Monday, September 24, 2012

Will the coalition’s FTTN get people off dial?


This is odd: There’s a considerable gap between two different ABS measures of the number of dial-up Internet customers still in Australia.

According to the bureau’s Internet Activity, Australia, there were 379,000 household dial-up subscribers at the end of 2011. However, according to the Census data (collected in August 2011), there were only 235,000 households reporting themselves as dial-up Internet users.

I suspect that there are a lot of people who kept a backup dial-up account at some point, and who haven’t gotten around to cancelling it.

This is an aside, however. 

This post is in the context of Malcolm Turnbull's initiative to survey users on broadband speeds.

I was interested that Turnbull's concerns include the dial-up customer (which led me to notice the data discrepancy). To quote Tony Eastley’s introduction* in AM, “the opposition says close to half a million households still use dial-up technology, and they’re being forced to wait too long for the NBN.”
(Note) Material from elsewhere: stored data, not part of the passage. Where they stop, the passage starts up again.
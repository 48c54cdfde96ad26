//! HTTP surface for Bot Archive.
//!
//! Exposes the registry over three routes: `GET /api/bots` lists a
//! collection, `POST /api/bots` runs a named action, and `GET /api/health`
//! reports liveness. All business rules live in `botarchive-registry`; this
//! crate only decodes requests and maps outcomes and errors to statuses.

pub mod config;
pub mod error;
pub mod handler;
pub mod router;
pub mod server;
pub mod state;

pub use config::{ReadFailurePolicy, ServerConfig};
pub use error::{ServerError, ServerResult};
pub use handler::DEGRADED_HEADER;
pub use router::build_router;
pub use server::BotArchiveServer;
pub use state::AppState;

#[cfg(test)]
mod tests {
    use super::*;
    use std::sync::Arc;

    use async_trait::async_trait;
    use axum::body::Body;
    use axum::http::{Method, Request, StatusCode};
    use axum::Router;
    use serde_json::{json, Value};
    use tower::util::ServiceExt;

    use botarchive_store::{InMemoryKvStore, KvStore, StoreError, StoreResult};

    const PASSWORD: &str = "letmein";

    struct FailingStore;

    #[async_trait]
    impl KvStore for FailingStore {
        async fn get(&self, _key: &str) -> StoreResult<Option<Vec<u8>>> {
            Err(StoreError::Unavailable("backend down".into()))
        }
        async fn set(&self, _key: &str, _value: &[u8]) -> StoreResult<()> {
            Err(StoreError::Unavailable("backend down".into()))
        }
        async fn delete(&self, _key: &str) -> StoreResult<bool> {
            Err(StoreError::Unavailable("backend down".into()))
        }
        async fn compare_and_swap(
            &self,
            _key: &str,
            _expected: Option<&[u8]>,
            _new: Option<&[u8]>,
        ) -> StoreResult<bool> {
            Err(StoreError::Unavailable("backend down".into()))
        }
    }

    fn config() -> ServerConfig {
        ServerConfig::default().with_overrides_from(|k| {
            (k == config::ENV_ADMIN_PASSWORD).then(|| PASSWORD.to_string())
        })
    }

    fn app_over(config: &ServerConfig, kv: Arc<dyn KvStore>) -> Router {
        build_router(AppState::with_store(config, kv).unwrap())
    }

    fn app() -> Router {
        app_over(&config(), Arc::new(InMemoryKvStore::new()))
    }

    async fn get(app: &Router, uri: &str) -> (StatusCode, Option<String>, Value) {
        let response = app
            .clone()
            .oneshot(Request::builder().uri(uri).body(Body::empty()).unwrap())
            .await
            .unwrap();
        let status = response.status();
        let degraded = response
            .headers()
            .get(DEGRADED_HEADER)
            .map(|v| v.to_str().unwrap().to_string());
        let bytes = axum::body::to_bytes(response.into_body(), usize::MAX)
            .await
            .unwrap();
        (status, degraded, serde_json::from_slice(&bytes).unwrap())
    }

    async fn post(app: &Router, body: Value) -> (StatusCode, Value) {
        post_raw(app, body.to_string()).await
    }

    async fn post_raw(app: &Router, body: String) -> (StatusCode, Value) {
        let response = app
            .clone()
            .oneshot(
                Request::builder()
                    .method(Method::POST)
                    .uri("/api/bots")
                    .header("content-type", "application/json")
                    .body(Body::from(body))
                    .unwrap(),
            )
            .await
            .unwrap();
        let status = response.status();
        let bytes = axum::body::to_bytes(response.into_body(), usize::MAX)
            .await
            .unwrap();
        (status, serde_json::from_slice(&bytes).unwrap())
    }

    #[tokio::test]
    async fn health_endpoint() {
        let (status, _, body) = get(&app(), "/api/health").await;
        assert_eq!(status, 200);
        assert_eq!(body["status"], "ok");
        assert_eq!(body["version"], env!("CARGO_PKG_VERSION"));
    }

    #[tokio::test]
    async fn empty_listings_are_arrays() {
        let app = app();
        let (status, degraded, body) = get(&app, "/api/bots").await;
        assert_eq!(status, 200);
        assert!(degraded.is_none());
        assert_eq!(body, json!([]));
        let (_, _, body) = get(&app, "/api/bots?type=pending").await;
        assert_eq!(body, json!([]));
    }

    #[tokio::test]
    async fn suggest_then_approve_over_http() {
        let app = app();
        let (status, body) = post(
            &app,
            json!({ "action": "suggest", "data": { "name": "Foo", "category": "Musique" } }),
        )
        .await;
        assert_eq!(status, 200);
        assert_eq!(body["success"], true);
        let id = body["id"].clone();

        let (_, _, pending) = get(&app, "/api/bots?type=pending").await;
        assert_eq!(pending[0]["name"], "Foo");
        assert_eq!(pending[0]["category"], "Music");
        assert!(pending[0]["suggestedAt"].is_i64());

        let (status, _) = post(
            &app,
            json!({ "action": "approve", "data": { "id": id }, "password": PASSWORD }),
        )
        .await;
        assert_eq!(status, 200);

        let (_, _, pending) = get(&app, "/api/bots?type=pending").await;
        assert_eq!(pending, json!([]));
        let (_, _, approved) = get(&app, "/api/bots").await;
        assert_eq!(approved[0]["id"], id);
        assert_eq!(approved[0]["version"], "1.0.0");
        assert!(approved[0]["createdAt"].is_i64());

        let (status, _) = post(
            &app,
            json!({ "action": "approve", "data": { "id": id }, "password": PASSWORD }),
        )
        .await;
        assert_eq!(status, 404);
    }

    #[tokio::test]
    async fn listing_filters_by_name_and_category() {
        let app = app();
        post(
            &app,
            json!({
                "action": "add_direct",
                "password": PASSWORD,
                "data": [
                    { "name": "MusicBot", "category": "Music" },
                    { "name": "ModBot", "category": "Moderation" },
                    { "name": "Jukebox", "category": "Music" }
                ]
            }),
        )
        .await;

        let (_, _, body) = get(&app, "/api/bots?q=bot").await;
        assert_eq!(body.as_array().unwrap().len(), 2);
        let (_, _, body) = get(&app, "/api/bots?category=Musique").await;
        assert_eq!(body.as_array().unwrap().len(), 2);
        let (_, _, body) = get(&app, "/api/bots?category=Music&q=juke").await;
        assert_eq!(body[0]["name"], "Jukebox");
        let (_, _, body) = get(&app, "/api/bots?category=Tous").await;
        assert_eq!(body.as_array().unwrap().len(), 3);

        let (status, degraded, body) = get(&app, "/api/bots?category=Sports").await;
        assert_eq!(status, 200);
        assert!(degraded.is_none());
        assert_eq!(body, json!([]));
        let (status, _, body) = get(&app, "/api/bots?type=pending&category=Sports").await;
        assert_eq!(status, 200);
        assert_eq!(body, json!([]));
    }

    #[tokio::test]
    async fn add_direct_batch_reports_count() {
        let (status, body) = post(
            &app(),
            json!({
                "action": "add_direct",
                "password": PASSWORD,
                "data": [{ "name": "A" }, { "name": "B" }]
            }),
        )
        .await;
        assert_eq!(status, 200);
        assert_eq!(body, json!({ "success": true, "count": 2 }));
    }

    #[tokio::test]
    async fn wrong_password_is_401_and_writes_nothing() {
        let app = app();
        let (status, body) = post(
            &app,
            json!({ "action": "add_direct", "data": { "name": "X" }, "password": "nope" }),
        )
        .await;
        assert_eq!(status, 401);
        assert_eq!(body["success"], false);
        let (_, _, approved) = get(&app, "/api/bots").await;
        assert_eq!(approved, json!([]));
    }

    #[tokio::test]
    async fn bad_requests_are_400() {
        let app = app();
        let (status, body) = post(&app, json!({ "action": "explode", "password": PASSWORD })).await;
        assert_eq!(status, 400);
        assert_eq!(body["error"], "unsupported action: explode");

        let (status, _) = post(&app, json!({ "data": {} })).await;
        assert_eq!(status, 400);

        let (status, body) = post_raw(&app, "{not json".into()).await;
        assert_eq!(status, 400);
        assert_eq!(body["success"], false);

        let (status, _) = post(&app, json!({ "action": "suggest", "data": { "url": "x" } })).await;
        assert_eq!(status, 400);
    }

    #[tokio::test]
    async fn duplicate_names_make_edit_ambiguous() {
        let app = app();
        post(
            &app,
            json!({
                "action": "add_direct",
                "password": PASSWORD,
                "data": [{ "name": "Twin" }, { "name": "Twin" }]
            }),
        )
        .await;
        let (status, _) = post(
            &app,
            json!({
                "action": "edit",
                "password": PASSWORD,
                "data": { "name": "Twin", "desc": "which one?" }
            }),
        )
        .await;
        assert_eq!(status, 409);
    }

    #[tokio::test]
    async fn delete_reports_removed_count() {
        let app = app();
        post(
            &app,
            json!({ "action": "add_direct", "password": PASSWORD, "data": { "name": "Gone" } }),
        )
        .await;
        let delete = json!({ "action": "delete", "password": PASSWORD, "data": { "name": "Gone" } });
        let (_, body) = post(&app, delete.clone()).await;
        assert_eq!(body["count"], 1);
        let (status, body) = post(&app, delete).await;
        assert_eq!(status, 200);
        assert_eq!(body["count"], 0);
    }

    #[tokio::test]
    async fn failing_backend_degrades_reads() {
        let app = app_over(&config(), Arc::new(FailingStore));
        let (status, degraded, body) = get(&app, "/api/bots").await;
        assert_eq!(status, 200);
        assert_eq!(degraded.as_deref(), Some("true"));
        assert_eq!(body, json!([]));

        let (status, body) = post(&app, json!({ "action": "suggest", "data": { "name": "S" } })).await;
        assert_eq!(status, 500);
        assert_eq!(body["success"], false);
    }

    #[tokio::test]
    async fn strict_policy_surfaces_read_failures() {
        let config = ServerConfig {
            read_failure_policy: ReadFailurePolicy::Strict,
            ..config()
        };
        let app = app_over(&config, Arc::new(FailingStore));
        let (status, degraded, body) = get(&app, "/api/bots?type=pending").await;
        assert_eq!(status, 500);
        assert!(degraded.is_none());
        assert_eq!(body["success"], false);
    }

    #[tokio::test]
    async fn options_and_cors() {
        let app = app();
        let plain = app
            .clone()
            .oneshot(
                Request::builder()
                    .method(Method::OPTIONS)
                    .uri("/api/bots")
                    .body(Body::empty())
                    .unwrap(),
            )
            .await
            .unwrap();
        assert_eq!(plain.status(), 200);

        let preflight = app
            .oneshot(
                Request::builder()
                    .method(Method::OPTIONS)
                    .uri("/api/bots")
                    .header("origin", "https://example.org")
                    .header("access-control-request-method", "POST")
                    .header("access-control-request-headers", "content-type")
                    .body(Body::empty())
                    .unwrap(),
            )
            .await
            .unwrap();
        assert_eq!(preflight.status(), 200);
        assert_eq!(
            preflight.headers()["access-control-allow-origin"],
            "*"
        );
        let methods = preflight.headers()["access-control-allow-methods"]
            .to_str()
            .unwrap()
            .to_string();
        assert!(methods.contains("POST"));
    }
}
use std::fmt;

use serde::{Deserialize, Serialize};

/// Wall-clock instant in milliseconds since the Unix epoch.
///
/// Serialized as a bare integer so stored collections stay compatible with
/// clients that stamp records with `Date.now()`-style values.
#[derive(Clone, Copy, PartialEq, Eq, Hash, PartialOrd, Ord, Serialize, Deserialize)]
#[serde(transparent)]
pub struct Timestamp(i64);

impl Timestamp {
    pub const fn from_millis(ms: i64) -> Self {
        Self(ms)
    }

    /// The current wall-clock time.
    pub fn now() -> Self {
        Self(chrono::Utc::now().timestamp_millis())
    }

    pub fn as_millis(&self) -> i64 {
        self.0
    }

    /// RFC 3339 rendering, or the raw value if it is out of chrono's range.
    pub fn to_rfc3339(&self) -> String {
        chrono::DateTime::from_timestamp_millis(self.0)
            .map(|dt| dt.to_rfc3339())
            .unwrap_or_else(|| self.0.to_string())
    }
}

impl fmt::Debug for Timestamp {
    fn fmt(&self, f: &mut fmt::Formatter<'_>) -> fmt::Result {
        write!(f, "Timestamp({}ms)", self.0)
    }
}

impl fmt::Display for Timestamp {
    fn fmt(&self, f: &mut fmt::Formatter<'_>) -> fmt::Result {
        write!(f, "{}", self.0)
    }
}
Given the speed of dial-up’s decline in Australia, I doubt it. The dial-up sector lost nearly 100,000 customers in the six months to December 2011 anyhow – if that rate is maintained, it will die of its own accord in a couple of years.

(I would guess that most of the remaining 90,000-ish businesses with dial-up accounts use them only for backup, by the way. That application is being replaced rapidly with mobile connections.)

My other point is best illustrated by a rough map:


This shows the Census SA1 areas in which more than ten percent of the households still have dial-up connections. I haven’t calculated exchange distances, but the illustration should tell you enough.

Dial-up is at its most stubborn in remote places – areas that would be the slowest, most expensive and difficult to upgrade to FTTN.

*Note: it's perfectly possible that AM misunderstood something Mr Turnbull said, but that the program didn't put to air. If so, my apologies to Mr Turnbull.